Nucleic Acids Research, 1978, Vol. 5, No. 7 2455-2470
© 1978
Articles |
An efficient in vitro total reconstitution of the Escherichia coli 50S ribosomal subunit
Departments of Chemistry and Biological Sciences, Columbia University New York, NY 10027, USA
Received March 30, 1978. A new, relatively simple technique for the total in vitro reconstitution of E. coli 50S ribosomes has been developed. It is a two-step procedure like that previously reported by Nierhaus and Dohme [Proc.
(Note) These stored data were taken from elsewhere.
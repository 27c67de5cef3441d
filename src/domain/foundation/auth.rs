//! Authentication types for the domain layer.
//!
//! An `AuthenticatedUser` is produced by a `SessionValidator` adapter from a
//! bearer token and injected into request extensions by the HTTP middleware.

use super::UserId;
use thiserror::Error;

/// Authenticated caller extracted from a validated bearer token.
#[derive(Debug, Clone)]
pub struct AuthenticatedUser {
    /// Account identifier carried in the token.
    pub id: UserId,

    /// Email claim, when the issuer includes one.
    pub email: Option<String>,
}

impl AuthenticatedUser {
    pub fn new(id: UserId, email: Option<String>) -> Self {
        Self { id, email }
    }
}

/// Authentication errors that can occur during token validation.
#[derive(Debug, Clone, PartialEq, Eq, Error)]
pub enum AuthError {
    /// The token is missing, malformed, or has an invalid signature.
    #[error("Invalid or expired token")]
    InvalidToken,

    /// The token has expired.
    #[error("Token expired")]
    TokenExpired,

    /// The authentication service is unavailable (network, config, etc.).
    #[error("Auth service unavailable: {0}")]
    ServiceUnavailable(String),
}

impl AuthError {
    /// Creates a service unavailable error with a message.
    pub fn service_unavailable(message: impl Into<String>) -> Self {
        Self::ServiceUnavailable(message.into())
    }

    /// Returns true if this error indicates the user should re-authenticate.
    pub fn requires_reauthentication(&self) -> bool {
        matches!(self, AuthError::InvalidToken | AuthError::TokenExpired)
    }
}
//! Session validation port.
//!
//! Bearer tokens are issued by the account service. Adapters verify them and
//! map their claims onto an [`AuthenticatedUser`].

use async_trait::async_trait;

use crate::domain::foundation::{AuthError, AuthenticatedUser};

/// Validates access tokens and extracts user identity.
///
/// Implementations must:
/// - Validate the token signature
/// - Return `AuthError::InvalidToken` for malformed/bad signature tokens
/// - Return `AuthError::TokenExpired` for expired tokens
#[async_trait]
pub trait SessionValidator: Send + Sync {
    /// Validate a raw token (without the "Bearer " prefix).
    async fn validate(&self, token: &str) -> Result<AuthenticatedUser, AuthError>;
}

#[cfg(test)]
mod tests {
    use super::*;
    use crate::adapters::auth::MockSessionValidator;
    use std::sync::Arc;

    #[tokio::test]
    async fn expired_token_surfaces_through_trait_object() {
        let validator: Arc<dyn SessionValidator> =
            Arc::new(MockSessionValidator::new().with_error(AuthError::TokenExpired));

        let err = validator.validate("any").await.unwrap_err();
        assert!(err.requires_reauthentication());
    }

    #[test]
    fn session_validator_trait_is_send_sync() {
        fn assert_send_sync<T: Send + Sync + ?Sized>() {}
        assert_send_sync::<dyn SessionValidator>();
    }
}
Natl. Acad. Sci. 71, 4713 (1974)], but it differs in a number of important aspects. Ribosomal RNA is prepared by direct phenol extraction of 70S particles to minimize nuclease fragmentation. A mixture of 50S proteins is prepared by acetic acid extraction and immediate removal of the acetic acid by thin film dialysis. The resulting protein mixture is soluble and stable. Separate RNA and protein fractions are mixed, incubated first at 44°C in 7.5 mM Mg2+ and then at 50°C in 20 mM Mg2+ The resulting 50S particles comigrate with native 50S particles in analytical gradients. They range from 50 to 100% active in five different functional assays. This is a fairly stringent test of the effectiveness of reconstitution since 50S particles derived from highly active vacant couples were used as a control.